Stored data Start Marker
//! Exponential backoff around fallible async operations

use std::future::Future;
use std::time::Duration;

use tracing::warn;

/// Up to `retries` extra attempts; attempt `n` waits `base * 2^n` first.
#[derive(Debug, Clone, Copy)]
pub struct RetryPolicy {
    pub retries: u32,
    pub base: Duration,
}

impl RetryPolicy {
    pub const fn new(retries: u32) -> Self {
        Self {
            retries,
            base: Duration::from_secs(1),
        }
    }

    /// Delay before retry number `attempt` (1-based): 2s, 4s, 8s...
    pub fn delay(&self, attempt: u32) -> Duration {
        self.base * 2u32.saturating_pow(attempt)
    }

    /// Run `op` until it succeeds, the error is not retryable, or retries
    /// run out. The last error is returned unchanged.
    pub async fn run<T, E, F, Fut, P>(&self, mut op: F, should_retry: P) -> Result<T, E>
    where
        F: FnMut() -> Fut,
        Fut: Future<Output = Result<T, E>>,
        P: Fn(&E) -> bool,
        E: std::fmt::Display,
    {
        let mut attempt = 0;
        loop {
            match op().await {
                Ok(value) => return Ok(value),
                Err(err) if attempt < self.retries && should_retry(&err) => {
                    attempt += 1;
                    let delay = self.delay(attempt);
                    warn!(attempt, ?delay, error = %err, "retrying");
                    tokio::time::sleep(delay).await;
                }
                Err(err) => return Err(err),
            }
        }
    }
}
Stored data End Marker
• Your assignment: Word for word, copy out all the data given above.

• Task response:
//! Exponential backoff around fallible async operations

use std::future::Future;
use std::time::Duration;

use tracing::warn;

/// Up to `retries` extra attempts; attempt `n` waits `base * 2^n` first.
#[derive(Debug, Clone, Copy)]
pub struct RetryPolicy {
    pub retries: u32,
    pub base: Duration,
}

impl RetryPolicy {
    pub const fn new(retries: u32) -> Self {
        Self {
            retries,
            base: Duration::from_secs(1),
        }
    }

    /// Delay before retry number `attempt` (1-based): 2s, 4s, 8s...
    pub fn delay(&self, attempt: u32) -> Duration {
        self.base * 2u32.saturating_pow(attempt)
    }

    /// Run `op` until it succeeds, the error is not retryable, or retries
    /// run out. The last error is returned unchanged.
    pub async fn run<T, E, F, Fut, P>(&self, mut op: F, should_retry: P) -> Result<T, E>
    where
        F: FnMut() -> Fut,
        Fut: Future<Output = Result<T, E>>,
        P: Fn(&E) -> bool,
        E: std::fmt::Display,
    {
        let mut attempt = 0;
        loop {
            match op().await {
                Ok(value) => return Ok(value),
                Err(err) if attempt < self.retries && should_retry(&err) => {
                    attempt += 1;
                    let delay = self.delay(attempt);
                    warn!(attempt, ?delay, error = %err, "retrying");
                    tokio::time::sleep(delay).await;
                }
                Err(err) => return Err(err),
            }
        }
    }
}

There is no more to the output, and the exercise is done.